Silence. Patrick observe l’objet sous toutes ses coutures, multiplie les angles d’observation, accroupi, à genoux, de côté. Vise l’objet dans la focale de son Nikon. Quelques shoots numériques de plus, pour rejuger à Paris, à tête reposée, le bien-fondé du coup de crayon. Pour l’heure, pas d’enthousiasme qui risquerait de compromettre la concentration. Le maximum de distance pour le jugement le plus impartial. Le verdict se fait attendre. » C’est bien « , lâche Patrick qui ne quitte pas la silhouette des yeux, recule, revient en avant, se penche toujours plus près. Le rayon de courbure des accoudoirs semble le tracasser. » Je me demande s’il n’aurait pas fallu arrondir davantage le galbe. » Une retouche quasi irréalisable : rectifier, même de quelques degrés, l’ellipse impliquerait un nouveau moule de fabrication. Trop long, trop coûteux. L’autre préoccupation du designer concerne l’espace entre les deux hémisphères du dossier, jugés trop proches. Ici, c’est la découpe de la structure, guidée par laser, qui pose problème. » Une petite imprécision de programmation numérique, rien de très compliqué à rectifier « , rassure le directeur du développement. » Combien de centimètres ? » » Trois ? «
La ronde reprend… Patrick voudrait tenter un essai avec un piétement d’un tout autre genre, un mono-pied sur socle sphérique auquel a fréquemment recours Artifort depuis les sixties. Il ne faut pas plus de trente secondes pour équarrir » Apollo 72 « . Privé de son double piétement en métal, le corps du fauteuil est déposé en équilibre précaire sur son nouveau support. Avec un pied unique, à peine visible, le fauteuil gagne en légèreté. » Great ! » s’exclame Toine Van den Heuvel, visiblement ravi de l’idée.

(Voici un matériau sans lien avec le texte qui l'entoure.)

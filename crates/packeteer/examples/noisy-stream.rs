//! Write frames into a buffer, damage it, and watch the reader recover.
//!
//! ```sh
//! cargo run -p packeteer --example noisy-stream
//! ```

use packeteer::frame::{FrameError, FrameReader, FrameWriter, Result};

fn main() -> Result<()> {
    let mut writer = FrameWriter::new(Vec::new());
    for (i, text) in ["alpha", "bravo", "charlie", "delta"].iter().enumerate() {
        writer.get_mut().extend_from_slice(b"\x00S line noise ");
        writer.send(i as i32, Some("demo"), text.as_bytes())?;
    }
    let mut stream = writer.into_inner();

    // Flip a bit inside the second frame's header.
    let second = find_nth_magic(&stream, 1).unwrap_or(0);
    stream[second + 30] ^= 0x04;

    let mut reader = FrameReader::buffered(&stream[..]);
    loop {
        match reader.read_frame() {
            Ok(frame) => println!("{frame}"),
            Err(FrameError::EndOfStream) => break,
            Err(err) => return Err(err),
        }
    }
    Ok(())
}

fn find_nth_magic(bytes: &[u8], n: usize) -> Option<usize> {
    bytes
        .windows(packeteer::frame::MAGIC.len())
        .enumerate()
        .filter(|(_, window)| *window == packeteer::frame::MAGIC)
        .map(|(offset, _)| offset)
        .nth(n)
}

» C’est exactement ce qu’il fallait. » Patrick ne cache pas sa satisfaction. » Apollo 72 » est en voie d’alunissage. Enfin presque. Le socle en métal chromé reflète la platine de fixation sous la coque. Pas joli, joli. » Pas de problème, les fixations seront dissimulées sous le tissu, » réplique le garnisseur. » Apollo 72 « , pièce unique devrait être fabriquée en série au mois de mai prochain, juste après le Salon international du meuble de Milan, le grand examen oral qui rassemble deux mille journalistes venus du monde entier. Pour un verdict aussi attendu qu’impitoyable.